Question: What is required to transfer an oilfield waste management facility with respect to the site-specific liability assessment and financial security?
Answer: For transfers of oilfield WM facilities, the following information must be submitted to satisfy site-specific liability assessment and financial security requirements:

  • Phase I ESA,
  • Phase II ESA (if applicable),
  • Directive 075 appendix 7 Facility Liability Declaration Form, and
  • SSLA cost estimate that has been completed within the past calendar year, including documentation that clearly itemizes and shows the subtotal for all major tasks as required under section 5 of Directive 001.

This list is not exhaustive. Please review Directive 001 and ensure that all of the required information is addressed.

Question: How is the Orphan Fund involved in the OWL Program?
Answer: WM approval holders included within the OWL program will pay into an Orphan Fund by way of a levy administered by the AER. A licensee is assessed based on its proportionate share of any Orphan Levy based on its deemed liability in the OWL and LLR programs compared to the total deemed liability within the OWL and LLR programs.

Question: Are deemed assets calculated differently in the OWL program than in the LLR program?
Answer: Yes. A multiplier of 0.5 is used in the facility deemed asset calculation to establish a minimum asset-to-liability ratio of 2.0. An oilfield waste management facility’s deemed assets is the sum of the previous 12 months of NPL volumes multiplied by the AER approved netback for these volumes, multiplied by 3 years, multiplied by 0.5.

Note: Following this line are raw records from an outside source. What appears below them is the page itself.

//! Mock messaging adapters for testing.
//!
//! Scripted fakes for the messaging ports, allowing tests to run without
//! calling Twilio or an SMTP server.
//!
//! # Features
//!
//! - Pre-configured outcomes (consumed in order)
//! - Call tracking for verification
//!
//! # Example
//!
//! ```ignore
//! let channel = MockChannel::new(Channel::Primary)
//!     .with_error(ChannelError::network("down"))
//!     .with_success("SM123");
//! ```

use async_trait::async_trait;
use std::collections::VecDeque;
use std::sync::{Arc, Mutex};

use crate::domain::contact::{Channel, ContactMessage};
use crate::ports::{ChannelError, ChatSender, MailSender, NotificationChannel, OutboundEmail};

type Script = Arc<Mutex<VecDeque<Result<String, ChannelError>>>>;

fn next_outcome(script: &Script, default_id: impl FnOnce() -> String) -> Result<String, ChannelError> {
    script
        .lock()
        .unwrap()
        .pop_front()
        .unwrap_or_else(|| Ok(default_id()))
}

/// Mock notification channel.
#[derive(Debug, Clone)]
pub struct MockChannel {
    kind: Channel,
    outcomes: Script,
    calls: Arc<Mutex<Vec<ContactMessage>>>,
}

impl MockChannel {
    /// Creates a mock that succeeds with a generated id once its script runs out.
    pub fn new(kind: Channel) -> Self {
        Self {
            kind,
            outcomes: Arc::new(Mutex::new(VecDeque::new())),
            calls: Arc::new(Mutex::new(Vec::new())),
        }
    }

    /// Queues a successful delivery with the given provider id.
    pub fn with_success(self, id: impl Into<String>) -> Self {
        self.outcomes.lock().unwrap().push_back(Ok(id.into()));
        self
    }

    /// Queues a failed delivery.
    pub fn with_error(self, error: ChannelError) -> Self {
        self.outcomes.lock().unwrap().push_back(Err(error));
        self
    }

    /// Returns the number of deliveries attempted.
    pub fn call_count(&self) -> usize {
        self.calls.lock().unwrap().len()
    }

    /// Returns all messages this channel was asked to deliver.
    pub fn calls(&self) -> Vec<ContactMessage> {
        self.calls.lock().unwrap().clone()
    }
}

#[async_trait]
impl NotificationChannel for MockChannel {
    fn kind(&self) -> Channel {
        self.kind
    }

    async fn deliver(&self, message: &ContactMessage) -> Result<String, ChannelError> {
        let n = {
            let mut calls = self.calls.lock().unwrap();
            calls.push(message.clone());
            calls.len()
        };
        next_outcome(&self.outcomes, || format!("mock-{}-{}", self.kind.method(), n))
    }
}

/// A chat message recorded by [`MockChatSender`].
#[derive(Debug, Clone, PartialEq, Eq)]
pub struct SentChat {
    pub to: String,
    pub body: String,
}

/// Mock WhatsApp sender.
#[derive(Debug, Clone, Default)]
pub struct MockChatSender {
    outcomes: Script,
    sent: Arc<Mutex<Vec<SentChat>>>,
}

impl MockChatSender {
    pub fn new() -> Self {
        Self::default()
    }

    /// Queues a successful send with the given SID.
    pub fn with_sid(self, sid: impl Into<String>) -> Self {
        self.outcomes.lock().unwrap().push_back(Ok(sid.into()));
        self
    }

    /// Queues a failed send.
    pub fn with_error(self, error: ChannelError) -> Self {
        self.outcomes.lock().unwrap().push_back(Err(error));
        self
    }

    /// Returns all attempted sends.
    pub fn sent(&self) -> Vec<SentChat> {
        self.sent.lock().unwrap().clone()
    }
}

#[async_trait]
impl ChatSender for MockChatSender {
    async fn send_chat(&self, to: &str, body: &str) -> Result<String, ChannelError> {
        let n = {
            let mut sent = self.sent.lock().unwrap();
            sent.push(SentChat {
                to: to.to_string(),
                body: body.to_string(),
            });
            sent.len()
        };
        next_outcome(&self.outcomes, || format!("SM{:032}", n))
    }
}

/// Mock mail transport.
#[derive(Debug, Clone, Default)]
pub struct MockMailSender {
    outcomes: Script,
    sent: Arc<Mutex<Vec<OutboundEmail>>>,
}

impl MockMailSender {
    pub fn new() -> Self {
        Self::default()
    }

    /// Queues a successful send with the given Message-ID.
    pub fn with_message_id(self, id: impl Into<String>) -> Self {
        self.outcomes.lock().unwrap().push_back(Ok(id.into()));
        self
    }

    /// Queues a failed send.
    pub fn with_error(self, error: ChannelError) -> Self {
        self.outcomes.lock().unwrap().push_back(Err(error));
        self
    }

    /// Returns all attempted sends.
    pub fn sent(&self) -> Vec<OutboundEmail> {
        self.sent.lock().unwrap().clone()
    }
}

#[async_trait]
impl MailSender for MockMailSender {
    async fn send_mail(&self, email: OutboundEmail) -> Result<String, ChannelError> {
        let n = {
            let mut sent = self.sent.lock().unwrap();
            sent.push(email);
            sent.len()
        };
        next_outcome(&self.outcomes, || format!("<mock-{}@localhost>", n))
    }
}

#[cfg(test)]
mod tests {
    use super::*;

    fn contact() -> ContactMessage {
        ContactMessage::new("Alice", "Hi", None::<&str>).unwrap()
    }

    #[tokio::test]
    async fn mock_channel_returns_outcomes_in_order() {
        let channel = MockChannel::new(Channel::Primary)
            .with_error(ChannelError::AuthenticationFailed)
            .with_success("SM2");

        assert!(channel.deliver(&contact()).await.is_err());
        assert_eq!(channel.deliver(&contact()).await.unwrap(), "SM2");
        assert_eq!(channel.deliver(&contact()).await.unwrap(), "mock-whatsapp-3");
        assert_eq!(channel.call_count(), 3);
    }

    #[tokio::test]
    async fn mock_chat_sender_records_recipient() {
        let sender = MockChatSender::new().with_sid("SM1");

        let sid = sender.send_chat("whatsapp:+1555", "hello").await.unwrap();

        assert_eq!(sid, "SM1");
        assert_eq!(
            sender.sent(),
            vec![SentChat {
                to: "whatsapp:+1555".to_string(),
                body: "hello".to_string()
            }]
        );
    }

    #[tokio::test]
    async fn mock_mail_sender_defaults_to_generated_id() {
        let mailer = MockMailSender::new();
        let email = OutboundEmail {
            to: "owner@x.com".to_string(),
            reply_to: None,
            subject: "s".to_string(),
            html_body: "<p>b</p>".to_string(),
        };

        let id = mailer.send_mail(email).await.unwrap();

        assert_eq!(id, "<mock-1@localhost>");
        assert_eq!(mailer.sent().len(), 1);
    }
}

Question: How do I report a waste management approval facility that is no longer operational and has been suspended, abandoned, closed, etc.?
Answer: Contact Directive058@aer.ca as they will need to amend the facility’s approval to reflect the current status.

Question: One of my waste management approvals is for a facility which does not have any reporting requirements to Petrinex. How will assets for this approval be calculated?
Answer: The asset calculation for a licensee not required to report volumetric data to Petrinex is the same as for a licensee reporting volumes to Petrinex. The only difference is that the licensee reports the volumes directly to the AER. If you have any further questions, please contact the customer contact centre and ask for Liability Management.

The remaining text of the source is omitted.